On a Pentium or Pentium II, my code is now twice as fast: on a PPro,
it is "only" 10-25% faster, thanks to the PPro's full-speed secondary
cache.

Richard could modify his code to use my instruction sequence to get
the Pentium scheduling benefit. I'm not familiar enough with the
PPro/PII architecture to know if there are better ways of coding this
to reduce pipeline stalls. On the 486, however, Richard's code will
always lose, because of its small cache. Richard's main "innovation"
(fully unrolling a 512-iteration loop) has a best-case performance
advantage of 5% in the case where the checksum code is always in the
primary I-cache, but is significantly slower on all platforms whenever
the code is not in primary cache. In real life, one would not expect
the TCP checksum to always be in primary cache, especially if it is
Richard's code, which occupies a full 50% (4K) of the 8K I-cache on a
PPro or PII.

My better straight-C checksum using "long long" arithmetic is on the
order of 20% slower than my C+asm code under all test conditions. It
performs better than Richard's code in the instruction-cache-flush
test on most platforms. That's not a huge win for assembly...
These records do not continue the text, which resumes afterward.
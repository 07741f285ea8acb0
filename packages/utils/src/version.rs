//! Appliance versions and version-keyed strategy tables.

use anyhow::{anyhow, Result};
use once_cell::sync::Lazy;
use regex::Regex;
use semver::{BuildMetadata, Version};
use std::{
    cmp::Ordering,
    fmt,
    hash::{Hash, Hasher},
    str::FromStr,
};

static NUMERIC_PREFIX: Lazy<Regex> =
    Lazy::new(|| Regex::new(r"^\s*v?(\d+(?:\.\d+)*)").expect("static version pattern"));

/// Names under which development builds report themselves.
const STREAM_HEADS: [&str; 3] = ["master", "latest", "upstream"];

/// Version reported by an appliance, e.g. `5.8.3.0` or `master`.
///
/// The first three numeric components map onto a semver triple, anything
/// past them is kept as build metadata so that `5.9.0.2 < 5.9.0.10` still
/// holds. Stream heads compare above every released version.
#[derive(Debug, Clone)]
pub struct ApplianceVersion {
    raw: String,
    version: Version,
}

impl ApplianceVersion {
    pub fn parse(raw: &str) -> Result<Self> {
        let trimmed = raw.trim();
        if STREAM_HEADS.contains(&trimmed.to_lowercase().as_str()) {
            return Ok(Self {
                raw: trimmed.to_string(),
                version: Version::new(u64::MAX, 0, 0),
            });
        }

        let captures = NUMERIC_PREFIX
            .captures(trimmed)
            .ok_or_else(|| anyhow!("Invalid appliance version '{raw}'"))?;
        let components = captures[1]
            .split('.')
            .map(|part| {
                part.parse::<u64>()
                    .map_err(|err| anyhow!("Invalid version component '{part}' in '{raw}': {err}"))
            })
            .collect::<Result<Vec<_>>>()?;

        let mut version = Version::new(
            components[0],
            components.get(1).copied().unwrap_or(0),
            components.get(2).copied().unwrap_or(0),
        );
        if components.len() > 3 {
            let rest = components[3..]
                .iter()
                .map(u64::to_string)
                .collect::<Vec<_>>()
                .join(".");
            version.build = BuildMetadata::new(&rest)?;
        }

        Ok(Self {
            raw: trimmed.to_string(),
            version,
        })
    }

    pub fn new(major: u64, minor: u64, patch: u64) -> Self {
        Self {
            raw: format!("{major}.{minor}.{patch}"),
            version: Version::new(major, minor, patch),
        }
    }

    /// Lower bound used as the first branch of a [`VersionPicker`].
    pub fn lowest() -> Self {
        Self {
            raw: "0".to_string(),
            version: Version::new(0, 0, 0),
        }
    }

    pub fn latest() -> Self {
        Self {
            raw: "master".to_string(),
            version: Version::new(u64::MAX, 0, 0),
        }
    }

    pub fn is_stream_head(&self) -> bool {
        self.version.major == u64::MAX
    }

    pub fn as_semver(&self) -> &Version {
        &self.version
    }

    pub fn as_str(&self) -> &str {
        &self.raw
    }
}

impl PartialEq for ApplianceVersion {
    fn eq(&self, other: &Self) -> bool {
        self.version == other.version
    }
}

impl Eq for ApplianceVersion {}

impl Hash for ApplianceVersion {
    fn hash<H: Hasher>(&self, state: &mut H) {
        self.version.hash(state);
    }
}

impl PartialOrd for ApplianceVersion {
    fn partial_cmp(&self, other: &Self) -> Option<Ordering> {
        Some(self.cmp(other))
    }
}

impl Ord for ApplianceVersion {
    fn cmp(&self, other: &Self) -> Ordering {
        self.version.cmp(&other.version)
    }
}

impl FromStr for ApplianceVersion {
    type Err = anyhow::Error;

    fn from_str(s: &str) -> Result<Self> {
        Self::parse(s)
    }
}

impl fmt::Display for ApplianceVersion {
    fn fmt(&self, f: &mut fmt::Formatter<'_>) -> fmt::Result {
        write!(f, "{}", self.raw)
    }
}

/// Strategy table keyed by version range.
///
/// Each branch starts at its lower bound and runs until the next bound;
/// `pick` returns the value of the branch the given version falls in.
#[derive(Debug, Clone)]
pub struct VersionPicker<T> {
    branches: Vec<(ApplianceVersion, T)>,
}

impl<T> VersionPicker<T> {
    pub fn new(mut branches: Vec<(ApplianceVersion, T)>) -> Self {
        branches.sort_by(|a, b| a.0.cmp(&b.0));
        Self { branches }
    }

    /// Build a picker from string bounds, failing on the first unparsable one.
    pub fn from_bounds<I>(branches: I) -> Result<Self>
    where
        I: IntoIterator<Item = (&'static str, T)>,
    {
        let branches = branches
            .into_iter()
            .map(|(bound, value)| Ok((ApplianceVersion::parse(bound)?, value)))
            .collect::<Result<Vec<_>>>()?;
        Ok(Self::new(branches))
    }

    pub fn pick(&self, version: &ApplianceVersion) -> Option<&T> {
        self.branches
            .iter()
            .rev()
            .find(|(bound, _)| bound <= version)
            .map(|(_, value)| value)
    }

    pub fn branches(&self) -> impl Iterator<Item = (&ApplianceVersion, &T)> {
        self.branches.iter().map(|(bound, value)| (bound, value))
    }
}
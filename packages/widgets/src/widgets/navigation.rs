use anyhow::Result;

use crate::{
    browser::{xpath_literal, Locator},
    error::WidgetError,
    page::Page,
};

/// Vertical main menu of the console.
#[derive(Debug, Clone)]
pub struct NavigationMenu {
    page: Page,
}

impl NavigationMenu {
    pub fn new(page: &Page) -> Self {
        Self { page: page.clone() }
    }

    pub fn locator() -> Locator {
        Locator::xpath("//div[@id='main-menu']")
    }

    pub fn active_locator() -> Locator {
        Locator::xpath(".//li[contains(@class, 'active')]/a")
    }

    pub fn item_locator(text: &str) -> Locator {
        Locator::xpath(format!(".//li/a[normalize-space(.)={}]", xpath_literal(text)))
    }

    /// Labels of the selected entries, outermost first.
    pub async fn currently_selected(&self) -> Result<Vec<String>> {
        let root = self.page.element(&Self::locator()).await?;
        let mut selected = Vec::new();
        for element in self.page.children(&root, &Self::active_locator()).await? {
            selected.push(self.page.text(&element).await?);
        }
        Ok(selected)
    }

    pub async fn select(&self, path: &[&str]) -> Result<()> {
        let root = self.page.element(&Self::locator()).await?;
        for item in path {
            let element = self
                .page
                .children(&root, &Self::item_locator(item))
                .await?
                .into_iter()
                .next()
                .ok_or_else(|| WidgetError::MenuItemNotFound {
                    menu: "main menu".to_string(),
                    item: item.to_string(),
                })?;
            self.page.click(&element).await?;
        }
        log::debug!("Selected main menu path {}", path.join(" > "));
        Ok(())
    }
}
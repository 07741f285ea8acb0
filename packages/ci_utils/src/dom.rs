//! Rendered document of the simulated console.
//!
//! There is no XPath engine here. Each render registers, for every locator the
//! page objects use, which nodes that locator resolves to (optionally scoped to
//! a parent node). Lookups with a locator nobody registered find nothing, the
//! same as a selector that matches no element in a real browser.

use std::collections::{BTreeMap, HashMap};
use uuid::Uuid;

use infra_pages_widgets::{Element, Locator};

/// What clicking a node does.
#[derive(Debug, Clone, PartialEq, Eq)]
pub enum Action {
    Login,
    Logout,
    Menu(String),
    ToggleDropdown(String),
    DropdownItem { menu: String, item: String },
    OpenPool(String),
    PagerFirst,
    PagerNext,
    Search,
    ClearSearch,
    ViewMode(String),
    ToggleAccordion { body: usize },
    TreeNode(String),
}

#[derive(Debug, Clone, Default)]
pub struct Node {
    pub tag: &'static str,
    pub text: String,
    pub attrs: BTreeMap<String, String>,
    pub action: Option<Action>,
}

impl Node {
    pub fn new(tag: &'static str) -> Self {
        Self {
            tag,
            ..Self::default()
        }
    }

    pub fn text(mut self, text: impl Into<String>) -> Self {
        self.text = text.into();
        self
    }

    pub fn attr(mut self, name: &str, value: impl Into<String>) -> Self {
        self.attrs.insert(name.to_string(), value.into());
        self
    }

    pub fn class(self, classes: impl Into<String>) -> Self {
        self.attr("class", classes)
    }

    pub fn on_click(mut self, action: Action) -> Self {
        self.action = Some(action);
        self
    }

    pub fn has_class(&self, class: &str) -> bool {
        self.attrs
            .get("class")
            .map(|classes| classes.split_whitespace().any(|c| c == class))
            .unwrap_or(false)
    }

    pub fn add_class(&mut self, class: &str) {
        if self.has_class(class) {
            return;
        }
        let classes = self.attrs.entry("class".to_string()).or_default();
        if !classes.is_empty() {
            classes.push(' ');
        }
        classes.push_str(class);
    }

    pub fn remove_class(&mut self, class: &str) {
        if let Some(classes) = self.attrs.get_mut("class") {
            *classes = classes
                .split_whitespace()
                .filter(|c| *c != class)
                .collect::<Vec<_>>()
                .join(" ");
        }
    }
}

/// One render of a page. Element references carry the render id, so a
/// reference handed out by an earlier render is recognised as stale.
#[derive(Debug)]
pub struct Dom {
    render: Uuid,
    nodes: Vec<Node>,
    index: HashMap<(Option<usize>, Locator), Vec<usize>>,
}

impl Default for Dom {
    fn default() -> Self {
        Self::new()
    }
}

impl Dom {
    pub fn new() -> Self {
        Self {
            render: Uuid::new_v4(),
            nodes: Vec::new(),
            index: HashMap::new(),
        }
    }

    pub fn add(&mut self, node: Node) -> usize {
        self.nodes.push(node);
        self.nodes.len() - 1
    }

    /// Make `locator` resolve to `nodes` (appended to earlier registrations).
    pub fn expose(&mut self, parent: Option<usize>, locator: Locator, nodes: &[usize]) {
        self.index
            .entry((parent, locator))
            .or_default()
            .extend_from_slice(nodes);
    }

    /// Add a node and make `locator` resolve to it.
    pub fn add_exposed(&mut self, parent: Option<usize>, locator: Locator, node: Node) -> usize {
        let id = self.add(node);
        self.expose(parent, locator, &[id]);
        id
    }

    pub fn query(&self, parent: Option<usize>, locator: &Locator) -> Vec<usize> {
        self.index
            .get(&(parent, locator.clone()))
            .cloned()
            .unwrap_or_default()
    }

    pub fn node(&self, id: usize) -> Option<&Node> {
        self.nodes.get(id)
    }

    pub fn node_mut(&mut self, id: usize) -> Option<&mut Node> {
        self.nodes.get_mut(id)
    }

    pub fn len(&self) -> usize {
        self.nodes.len()
    }

    pub fn is_empty(&self) -> bool {
        self.nodes.is_empty()
    }

    pub fn element(&self, id: usize) -> Element {
        Element::new(format!("{}-{id}", self.render))
    }

    /// Node index behind `element`, `None` when it belongs to another render.
    pub fn resolve(&self, element: &Element) -> Option<usize> {
        let (render, id) = element.id().rsplit_once('-')?;
        if render != self.render.to_string() {
            return None;
        }
        id.parse::<usize>().ok().filter(|id| *id < self.nodes.len())
    }
}

#[cfg(test)]
mod tests {
    use super::*;

    #[test]
    fn test_elements_of_older_render_do_not_resolve() {
        let mut first = Dom::new();
        let title = first.add_exposed(None, Locator::xpath("//h1"), Node::new("h1").text("A"));
        let element = first.element(title);
        assert_eq!(first.resolve(&element), Some(title));

        let mut second = Dom::new();
        second.add_exposed(None, Locator::xpath("//h1"), Node::new("h1").text("A"));
        assert_eq!(second.resolve(&element), None);
        assert_eq!(second.resolve(&Element::new("garbage")), None);
    }

    #[test]
    fn test_scoped_queries_and_classes() {
        let mut dom = Dom::new();
        let table = dom.add_exposed(None, Locator::xpath("//table"), Node::new("table"));
        let row = dom.add(Node::new("tr").class("row"));
        dom.expose(Some(table), Locator::xpath("./tr"), &[row]);

        assert_eq!(dom.query(Some(table), &Locator::xpath("./tr")), vec![row]);
        assert!(dom.query(None, &Locator::xpath("./tr")).is_empty());

        let node = dom.node_mut(row).unwrap();
        node.add_class("in");
        node.add_class("in");
        assert_eq!(node.attrs["class"], "row in");
        node.remove_class("row");
        assert!(node.has_class("in"));
        assert!(!node.has_class("row"));
    }
}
I've attached my replacement for Richard's chksum.c: to enable or
disable the I-cache flush, change the '#define FLUSH' line. To flip
between my C+asm or straight-C algorithms, you need to change the
'#if 1' line to '#if 0'.

-- Dave Hinds

/*
* This is free software written by Richard B. Johnson. No copyright
* is claimed. It is also not guaranteed to do anything useful.
*/

#include <stdio.h>
#include <unistd.h>
#include <stdlib.h>
#include <signal.h>
#include <time.h>
#if !defined(SIZE)
#error Need command line argument for SIZE
#endif
#define MTU SIZE
#define LOOP_TIME 3
#define FLUSH

unsigned char buf[MTU*1024];
extern unsigned long chk(unsigned char *buffer, size_t byte_length);
extern unsigned long long tim(void);

#ifdef FLUSH
#define OCT(x) do {x;x;x;x;x;x;x;x;} while (0)
#define NOP1(a) asm ("xor %0, %0" : "=r" (a) : "0" (a))
#define NOP2(a) OCT(NOP1(a))
#define NOP3(a) OCT(NOP2(a))
#define NOP4(a) OCT(NOP3(a))
#define NOP5(a) OCT(NOP4(a))
int flush1(void)
{
int a = 4;
NOP5(a); NOP5(a);
return a;
}
int flush2(void)
{
int a = 4;
NOP5(a); NOP5(a);
return a;
}
#endif

/*
* This is a typical 'C' checksum routine to calculate the internet-
* style checksum. It will properly checksum odd byte-counts as well
* as the normal even counts.
*
* It is not written in any special way. It is used as a benchmark
* standard.
*/

#define ADCL(a,b) asm ("adcl %2,%0" : "=r" (a) : "0" (a), "r" (b))
#define ADDL(a,b) asm ("addl %2,%0" : "=r" (a) : "0" (a), "r" (b))
#define ADCZ(a) asm ("adcl $0,%0" : "=r" (a) : "0" (a))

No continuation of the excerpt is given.